- _Data in this exercise_:
§
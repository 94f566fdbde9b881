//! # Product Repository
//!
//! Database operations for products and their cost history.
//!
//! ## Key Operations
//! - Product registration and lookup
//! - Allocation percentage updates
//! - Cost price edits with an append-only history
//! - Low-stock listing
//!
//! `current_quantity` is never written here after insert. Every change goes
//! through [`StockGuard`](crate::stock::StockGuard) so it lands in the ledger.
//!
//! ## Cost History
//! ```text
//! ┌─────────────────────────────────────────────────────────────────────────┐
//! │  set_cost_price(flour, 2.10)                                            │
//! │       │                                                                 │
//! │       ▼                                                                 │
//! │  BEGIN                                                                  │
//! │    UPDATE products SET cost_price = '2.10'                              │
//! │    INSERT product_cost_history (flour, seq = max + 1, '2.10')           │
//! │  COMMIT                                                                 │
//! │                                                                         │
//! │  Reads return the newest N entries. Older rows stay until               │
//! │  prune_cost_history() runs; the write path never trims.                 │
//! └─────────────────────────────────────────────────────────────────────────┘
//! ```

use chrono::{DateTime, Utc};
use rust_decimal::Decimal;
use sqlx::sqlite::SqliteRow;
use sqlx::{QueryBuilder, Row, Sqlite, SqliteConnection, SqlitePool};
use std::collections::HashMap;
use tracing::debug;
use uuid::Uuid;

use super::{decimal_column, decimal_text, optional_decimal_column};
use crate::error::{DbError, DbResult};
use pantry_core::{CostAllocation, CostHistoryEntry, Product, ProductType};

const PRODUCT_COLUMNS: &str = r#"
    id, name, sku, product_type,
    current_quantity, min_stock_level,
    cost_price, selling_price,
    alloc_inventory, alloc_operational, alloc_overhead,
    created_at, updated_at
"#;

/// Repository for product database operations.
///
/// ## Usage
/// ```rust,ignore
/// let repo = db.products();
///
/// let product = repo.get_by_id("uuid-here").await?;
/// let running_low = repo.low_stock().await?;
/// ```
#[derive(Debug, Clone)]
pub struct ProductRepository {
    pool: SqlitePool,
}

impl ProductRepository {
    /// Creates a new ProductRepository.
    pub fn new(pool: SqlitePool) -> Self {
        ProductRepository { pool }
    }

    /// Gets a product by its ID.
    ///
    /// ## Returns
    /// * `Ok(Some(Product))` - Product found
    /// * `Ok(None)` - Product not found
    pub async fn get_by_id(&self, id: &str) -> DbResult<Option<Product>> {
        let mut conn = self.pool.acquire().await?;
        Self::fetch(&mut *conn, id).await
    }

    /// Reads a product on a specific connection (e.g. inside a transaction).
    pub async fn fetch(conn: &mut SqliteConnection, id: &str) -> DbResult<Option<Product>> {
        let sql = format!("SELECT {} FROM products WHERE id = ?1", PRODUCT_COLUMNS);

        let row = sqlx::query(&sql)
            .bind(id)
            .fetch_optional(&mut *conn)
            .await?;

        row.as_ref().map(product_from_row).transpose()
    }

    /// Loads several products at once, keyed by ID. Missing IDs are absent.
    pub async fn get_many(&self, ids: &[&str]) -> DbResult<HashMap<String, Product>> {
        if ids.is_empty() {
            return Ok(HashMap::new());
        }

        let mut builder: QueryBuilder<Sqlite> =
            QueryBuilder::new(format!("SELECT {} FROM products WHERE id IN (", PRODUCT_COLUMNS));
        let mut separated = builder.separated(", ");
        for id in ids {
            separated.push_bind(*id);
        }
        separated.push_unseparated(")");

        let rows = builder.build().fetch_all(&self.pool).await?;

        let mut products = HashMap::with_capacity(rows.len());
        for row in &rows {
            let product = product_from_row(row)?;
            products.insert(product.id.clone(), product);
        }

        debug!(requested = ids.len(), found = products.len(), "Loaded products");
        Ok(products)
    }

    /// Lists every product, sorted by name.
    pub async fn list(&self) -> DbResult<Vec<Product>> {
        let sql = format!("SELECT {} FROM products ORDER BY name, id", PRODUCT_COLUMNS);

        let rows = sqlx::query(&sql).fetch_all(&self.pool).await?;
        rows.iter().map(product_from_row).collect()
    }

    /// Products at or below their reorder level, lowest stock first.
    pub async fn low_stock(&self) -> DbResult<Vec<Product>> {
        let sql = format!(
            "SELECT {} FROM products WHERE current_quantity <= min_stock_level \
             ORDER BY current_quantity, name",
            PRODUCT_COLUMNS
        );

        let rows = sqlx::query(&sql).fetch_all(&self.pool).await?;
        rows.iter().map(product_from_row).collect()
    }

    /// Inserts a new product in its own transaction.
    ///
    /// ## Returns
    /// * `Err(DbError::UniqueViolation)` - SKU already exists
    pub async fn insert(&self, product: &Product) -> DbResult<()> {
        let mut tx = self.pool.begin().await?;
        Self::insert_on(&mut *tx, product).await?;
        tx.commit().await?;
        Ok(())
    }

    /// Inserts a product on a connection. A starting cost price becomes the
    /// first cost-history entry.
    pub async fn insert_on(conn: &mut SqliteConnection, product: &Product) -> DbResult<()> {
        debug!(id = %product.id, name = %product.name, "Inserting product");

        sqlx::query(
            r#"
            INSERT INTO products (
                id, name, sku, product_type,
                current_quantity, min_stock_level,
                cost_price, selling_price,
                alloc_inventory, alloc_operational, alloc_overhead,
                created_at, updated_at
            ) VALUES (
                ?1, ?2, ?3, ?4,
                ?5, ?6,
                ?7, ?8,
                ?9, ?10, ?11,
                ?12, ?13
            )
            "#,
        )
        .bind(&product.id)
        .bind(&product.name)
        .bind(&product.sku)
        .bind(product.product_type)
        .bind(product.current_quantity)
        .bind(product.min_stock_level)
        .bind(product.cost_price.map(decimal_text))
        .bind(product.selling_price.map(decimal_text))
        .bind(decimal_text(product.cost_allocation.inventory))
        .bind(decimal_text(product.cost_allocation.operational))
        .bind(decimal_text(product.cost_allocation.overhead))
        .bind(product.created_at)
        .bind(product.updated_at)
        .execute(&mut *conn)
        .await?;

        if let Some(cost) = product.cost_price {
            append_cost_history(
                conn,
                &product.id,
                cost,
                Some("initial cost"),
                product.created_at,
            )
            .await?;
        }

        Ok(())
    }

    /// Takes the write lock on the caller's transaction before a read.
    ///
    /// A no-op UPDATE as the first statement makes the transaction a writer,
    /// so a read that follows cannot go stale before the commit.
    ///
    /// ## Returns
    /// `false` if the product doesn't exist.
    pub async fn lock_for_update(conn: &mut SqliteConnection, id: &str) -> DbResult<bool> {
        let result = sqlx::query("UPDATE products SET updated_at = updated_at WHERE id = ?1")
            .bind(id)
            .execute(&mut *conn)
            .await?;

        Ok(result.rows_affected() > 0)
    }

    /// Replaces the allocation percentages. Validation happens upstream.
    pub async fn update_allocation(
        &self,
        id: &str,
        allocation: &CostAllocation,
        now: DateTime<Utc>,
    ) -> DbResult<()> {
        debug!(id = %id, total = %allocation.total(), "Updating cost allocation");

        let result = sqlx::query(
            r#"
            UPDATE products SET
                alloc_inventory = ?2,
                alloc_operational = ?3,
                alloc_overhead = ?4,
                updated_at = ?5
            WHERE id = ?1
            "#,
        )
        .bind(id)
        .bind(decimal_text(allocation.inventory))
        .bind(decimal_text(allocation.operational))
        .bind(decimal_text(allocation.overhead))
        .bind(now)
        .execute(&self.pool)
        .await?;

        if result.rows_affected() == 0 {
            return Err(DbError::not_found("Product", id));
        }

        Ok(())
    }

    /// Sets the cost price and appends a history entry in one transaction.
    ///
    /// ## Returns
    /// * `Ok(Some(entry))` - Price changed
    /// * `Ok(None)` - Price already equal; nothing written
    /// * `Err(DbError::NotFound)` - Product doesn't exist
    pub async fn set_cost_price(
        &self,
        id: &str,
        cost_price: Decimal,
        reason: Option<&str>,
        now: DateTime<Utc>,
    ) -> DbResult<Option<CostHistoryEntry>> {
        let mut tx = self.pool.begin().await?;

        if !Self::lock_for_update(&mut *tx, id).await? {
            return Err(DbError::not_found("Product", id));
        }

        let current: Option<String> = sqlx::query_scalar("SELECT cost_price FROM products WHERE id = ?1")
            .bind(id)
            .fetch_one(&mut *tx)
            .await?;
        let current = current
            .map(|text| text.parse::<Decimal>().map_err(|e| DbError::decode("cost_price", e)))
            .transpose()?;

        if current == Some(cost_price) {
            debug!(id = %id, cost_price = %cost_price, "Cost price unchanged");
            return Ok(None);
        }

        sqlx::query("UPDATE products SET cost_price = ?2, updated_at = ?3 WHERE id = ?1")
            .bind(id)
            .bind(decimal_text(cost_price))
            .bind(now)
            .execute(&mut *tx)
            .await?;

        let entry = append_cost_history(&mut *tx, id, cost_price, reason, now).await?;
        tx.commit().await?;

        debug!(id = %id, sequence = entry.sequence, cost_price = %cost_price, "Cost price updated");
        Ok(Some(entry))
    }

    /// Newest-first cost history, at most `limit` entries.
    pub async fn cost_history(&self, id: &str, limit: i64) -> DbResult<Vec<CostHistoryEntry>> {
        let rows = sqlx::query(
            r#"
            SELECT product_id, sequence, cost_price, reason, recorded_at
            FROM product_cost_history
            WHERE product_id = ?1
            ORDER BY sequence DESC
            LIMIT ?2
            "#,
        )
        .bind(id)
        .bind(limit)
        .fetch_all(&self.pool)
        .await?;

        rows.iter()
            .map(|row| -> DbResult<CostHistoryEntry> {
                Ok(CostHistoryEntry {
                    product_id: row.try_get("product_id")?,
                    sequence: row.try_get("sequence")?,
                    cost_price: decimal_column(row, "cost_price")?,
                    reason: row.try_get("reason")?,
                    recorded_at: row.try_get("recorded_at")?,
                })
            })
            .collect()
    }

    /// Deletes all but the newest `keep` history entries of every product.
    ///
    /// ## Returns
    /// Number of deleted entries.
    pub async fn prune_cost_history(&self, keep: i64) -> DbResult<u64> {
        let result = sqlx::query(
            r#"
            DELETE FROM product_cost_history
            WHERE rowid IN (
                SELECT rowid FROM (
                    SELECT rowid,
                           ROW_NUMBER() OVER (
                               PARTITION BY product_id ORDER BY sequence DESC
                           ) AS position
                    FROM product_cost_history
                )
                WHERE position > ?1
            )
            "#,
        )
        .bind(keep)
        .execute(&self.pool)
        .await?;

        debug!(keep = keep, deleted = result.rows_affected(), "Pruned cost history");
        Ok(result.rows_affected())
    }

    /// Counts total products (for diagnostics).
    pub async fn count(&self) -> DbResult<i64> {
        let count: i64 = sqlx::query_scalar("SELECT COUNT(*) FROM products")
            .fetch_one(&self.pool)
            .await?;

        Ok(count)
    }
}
§
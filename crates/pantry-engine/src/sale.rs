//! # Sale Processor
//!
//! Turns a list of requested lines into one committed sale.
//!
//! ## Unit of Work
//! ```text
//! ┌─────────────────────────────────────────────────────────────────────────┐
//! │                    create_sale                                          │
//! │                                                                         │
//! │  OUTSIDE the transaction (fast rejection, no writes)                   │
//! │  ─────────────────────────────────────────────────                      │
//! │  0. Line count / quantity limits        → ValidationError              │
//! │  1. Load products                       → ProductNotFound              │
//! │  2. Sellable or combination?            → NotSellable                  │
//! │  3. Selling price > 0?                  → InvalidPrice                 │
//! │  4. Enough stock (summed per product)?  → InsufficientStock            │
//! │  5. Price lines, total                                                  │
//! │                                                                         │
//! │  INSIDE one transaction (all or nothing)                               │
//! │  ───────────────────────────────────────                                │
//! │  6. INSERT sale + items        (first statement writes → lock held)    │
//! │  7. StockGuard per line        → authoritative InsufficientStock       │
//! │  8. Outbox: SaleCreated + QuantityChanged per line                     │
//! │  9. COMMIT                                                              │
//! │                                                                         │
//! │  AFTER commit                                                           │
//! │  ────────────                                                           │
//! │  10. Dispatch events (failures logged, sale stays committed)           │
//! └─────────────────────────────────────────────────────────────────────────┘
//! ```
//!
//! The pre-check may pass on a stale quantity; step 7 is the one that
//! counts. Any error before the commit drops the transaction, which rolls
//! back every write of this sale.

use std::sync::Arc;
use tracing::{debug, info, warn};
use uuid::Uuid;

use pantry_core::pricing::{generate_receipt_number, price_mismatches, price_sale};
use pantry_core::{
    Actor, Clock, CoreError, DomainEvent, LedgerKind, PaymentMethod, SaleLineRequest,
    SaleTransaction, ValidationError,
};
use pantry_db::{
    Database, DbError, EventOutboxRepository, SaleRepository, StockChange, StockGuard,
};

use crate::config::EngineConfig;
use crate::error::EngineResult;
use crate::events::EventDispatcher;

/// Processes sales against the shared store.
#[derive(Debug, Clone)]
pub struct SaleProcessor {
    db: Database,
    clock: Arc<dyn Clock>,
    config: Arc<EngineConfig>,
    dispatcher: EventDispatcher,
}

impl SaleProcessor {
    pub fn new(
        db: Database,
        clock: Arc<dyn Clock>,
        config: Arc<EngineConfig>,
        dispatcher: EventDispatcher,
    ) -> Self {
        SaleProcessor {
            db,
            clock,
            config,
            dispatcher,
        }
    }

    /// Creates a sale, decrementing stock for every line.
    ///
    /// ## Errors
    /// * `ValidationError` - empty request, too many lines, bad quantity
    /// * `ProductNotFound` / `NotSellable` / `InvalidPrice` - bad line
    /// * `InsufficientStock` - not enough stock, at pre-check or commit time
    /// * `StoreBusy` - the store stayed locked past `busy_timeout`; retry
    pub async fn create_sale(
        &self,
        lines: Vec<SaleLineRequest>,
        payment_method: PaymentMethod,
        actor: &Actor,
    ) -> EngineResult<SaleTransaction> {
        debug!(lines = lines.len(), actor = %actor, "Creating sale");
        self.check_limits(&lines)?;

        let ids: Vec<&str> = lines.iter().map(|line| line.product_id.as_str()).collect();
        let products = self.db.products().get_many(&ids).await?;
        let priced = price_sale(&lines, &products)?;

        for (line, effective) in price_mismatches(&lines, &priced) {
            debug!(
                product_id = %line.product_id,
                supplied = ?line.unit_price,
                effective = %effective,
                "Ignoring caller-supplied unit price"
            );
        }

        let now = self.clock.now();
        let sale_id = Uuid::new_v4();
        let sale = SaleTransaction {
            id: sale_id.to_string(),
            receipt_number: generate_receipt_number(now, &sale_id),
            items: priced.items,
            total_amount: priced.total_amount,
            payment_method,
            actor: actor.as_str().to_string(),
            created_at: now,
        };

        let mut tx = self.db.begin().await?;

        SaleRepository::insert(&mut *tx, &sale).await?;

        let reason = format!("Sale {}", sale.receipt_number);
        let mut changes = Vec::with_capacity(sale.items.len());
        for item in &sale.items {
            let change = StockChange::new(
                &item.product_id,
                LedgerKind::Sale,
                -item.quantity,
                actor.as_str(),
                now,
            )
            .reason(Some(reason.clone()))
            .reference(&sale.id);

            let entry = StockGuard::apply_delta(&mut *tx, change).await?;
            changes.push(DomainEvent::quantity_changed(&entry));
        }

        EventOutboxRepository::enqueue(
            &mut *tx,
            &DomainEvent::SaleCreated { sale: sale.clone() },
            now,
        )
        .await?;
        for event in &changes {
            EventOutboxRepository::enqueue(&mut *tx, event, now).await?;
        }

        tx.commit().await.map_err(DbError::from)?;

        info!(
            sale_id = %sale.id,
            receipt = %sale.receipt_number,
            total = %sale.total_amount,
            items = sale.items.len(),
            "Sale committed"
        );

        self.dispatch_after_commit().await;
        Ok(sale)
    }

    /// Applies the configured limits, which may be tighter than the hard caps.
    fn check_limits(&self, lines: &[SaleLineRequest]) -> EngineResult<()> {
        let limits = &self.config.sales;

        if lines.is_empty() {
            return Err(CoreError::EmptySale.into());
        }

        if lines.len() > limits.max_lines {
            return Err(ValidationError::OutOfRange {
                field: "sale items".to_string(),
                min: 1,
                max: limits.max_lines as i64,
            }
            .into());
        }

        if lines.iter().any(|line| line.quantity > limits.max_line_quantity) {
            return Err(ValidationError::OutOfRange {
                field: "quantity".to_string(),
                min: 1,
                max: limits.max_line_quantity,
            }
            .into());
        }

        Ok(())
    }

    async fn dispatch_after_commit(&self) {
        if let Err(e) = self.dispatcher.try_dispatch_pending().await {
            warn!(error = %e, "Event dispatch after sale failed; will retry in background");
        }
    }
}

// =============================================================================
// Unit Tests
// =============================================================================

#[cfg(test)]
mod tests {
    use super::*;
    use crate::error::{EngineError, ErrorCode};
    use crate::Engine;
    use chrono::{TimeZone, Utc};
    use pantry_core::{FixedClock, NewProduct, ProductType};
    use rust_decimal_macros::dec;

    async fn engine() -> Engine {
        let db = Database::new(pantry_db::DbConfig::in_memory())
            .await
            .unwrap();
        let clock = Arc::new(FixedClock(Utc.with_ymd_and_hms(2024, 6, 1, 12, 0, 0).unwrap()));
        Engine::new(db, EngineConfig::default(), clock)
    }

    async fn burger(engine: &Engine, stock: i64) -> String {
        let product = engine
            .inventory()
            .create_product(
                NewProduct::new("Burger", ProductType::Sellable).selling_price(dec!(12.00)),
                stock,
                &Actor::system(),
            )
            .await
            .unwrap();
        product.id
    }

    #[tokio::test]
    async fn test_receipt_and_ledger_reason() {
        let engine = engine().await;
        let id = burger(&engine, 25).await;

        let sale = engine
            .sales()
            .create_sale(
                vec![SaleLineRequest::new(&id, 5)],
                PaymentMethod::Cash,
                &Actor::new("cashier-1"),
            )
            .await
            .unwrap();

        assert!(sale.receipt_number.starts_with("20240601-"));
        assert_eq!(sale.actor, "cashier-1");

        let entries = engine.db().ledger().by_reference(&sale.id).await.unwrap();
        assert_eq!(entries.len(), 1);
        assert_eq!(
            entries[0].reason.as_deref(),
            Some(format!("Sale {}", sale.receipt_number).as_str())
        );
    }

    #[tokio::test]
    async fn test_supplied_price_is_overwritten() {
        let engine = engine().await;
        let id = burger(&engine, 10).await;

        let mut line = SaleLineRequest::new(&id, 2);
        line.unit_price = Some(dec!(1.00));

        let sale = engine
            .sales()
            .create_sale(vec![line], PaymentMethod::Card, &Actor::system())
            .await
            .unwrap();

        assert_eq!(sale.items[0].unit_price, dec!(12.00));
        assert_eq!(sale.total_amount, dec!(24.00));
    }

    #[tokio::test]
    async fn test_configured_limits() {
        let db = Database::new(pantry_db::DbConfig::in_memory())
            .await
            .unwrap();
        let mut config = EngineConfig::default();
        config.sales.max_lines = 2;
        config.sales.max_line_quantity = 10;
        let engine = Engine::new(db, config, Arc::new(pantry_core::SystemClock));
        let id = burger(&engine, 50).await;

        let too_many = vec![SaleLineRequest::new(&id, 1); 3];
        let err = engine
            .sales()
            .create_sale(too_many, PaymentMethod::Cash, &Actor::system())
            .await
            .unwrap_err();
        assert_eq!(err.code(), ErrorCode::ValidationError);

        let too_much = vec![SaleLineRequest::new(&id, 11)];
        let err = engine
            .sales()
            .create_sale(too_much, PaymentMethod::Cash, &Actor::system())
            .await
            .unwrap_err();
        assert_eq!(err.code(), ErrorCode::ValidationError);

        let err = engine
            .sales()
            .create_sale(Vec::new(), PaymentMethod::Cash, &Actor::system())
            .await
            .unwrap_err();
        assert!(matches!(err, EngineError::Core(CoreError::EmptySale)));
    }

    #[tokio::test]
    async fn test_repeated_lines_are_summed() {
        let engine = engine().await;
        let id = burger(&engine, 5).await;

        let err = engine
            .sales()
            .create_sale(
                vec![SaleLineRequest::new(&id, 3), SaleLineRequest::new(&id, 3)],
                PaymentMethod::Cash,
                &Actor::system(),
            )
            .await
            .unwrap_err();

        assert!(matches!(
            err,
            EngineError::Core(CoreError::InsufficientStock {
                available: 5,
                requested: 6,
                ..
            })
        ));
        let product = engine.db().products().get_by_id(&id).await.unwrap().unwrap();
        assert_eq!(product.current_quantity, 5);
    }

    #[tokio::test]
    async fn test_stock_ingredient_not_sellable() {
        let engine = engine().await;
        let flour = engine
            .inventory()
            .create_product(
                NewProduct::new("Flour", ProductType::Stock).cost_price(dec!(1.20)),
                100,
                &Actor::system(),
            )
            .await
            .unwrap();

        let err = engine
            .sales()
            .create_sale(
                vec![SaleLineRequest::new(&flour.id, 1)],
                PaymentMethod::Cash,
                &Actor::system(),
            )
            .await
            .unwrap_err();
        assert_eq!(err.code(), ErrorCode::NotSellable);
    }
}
§
- _What you will do_:
Everything from the line with "repository 94f566fdbde9b881" through the line with "Every change goes" in the listing above must be retyped exactly, with nothing added.

- _Answer box_:
repository 94f566fdbde9b881
//! # Product Repository
//!
//! Database operations for products and their cost history.
//!
//! ## Key Operations
//! - Product registration and lookup
//! - Allocation percentage updates
//! - Cost price edits with an append-only history
//! - Low-stock listing
//!
//! `current_quantity` is never written here after insert. Every change goes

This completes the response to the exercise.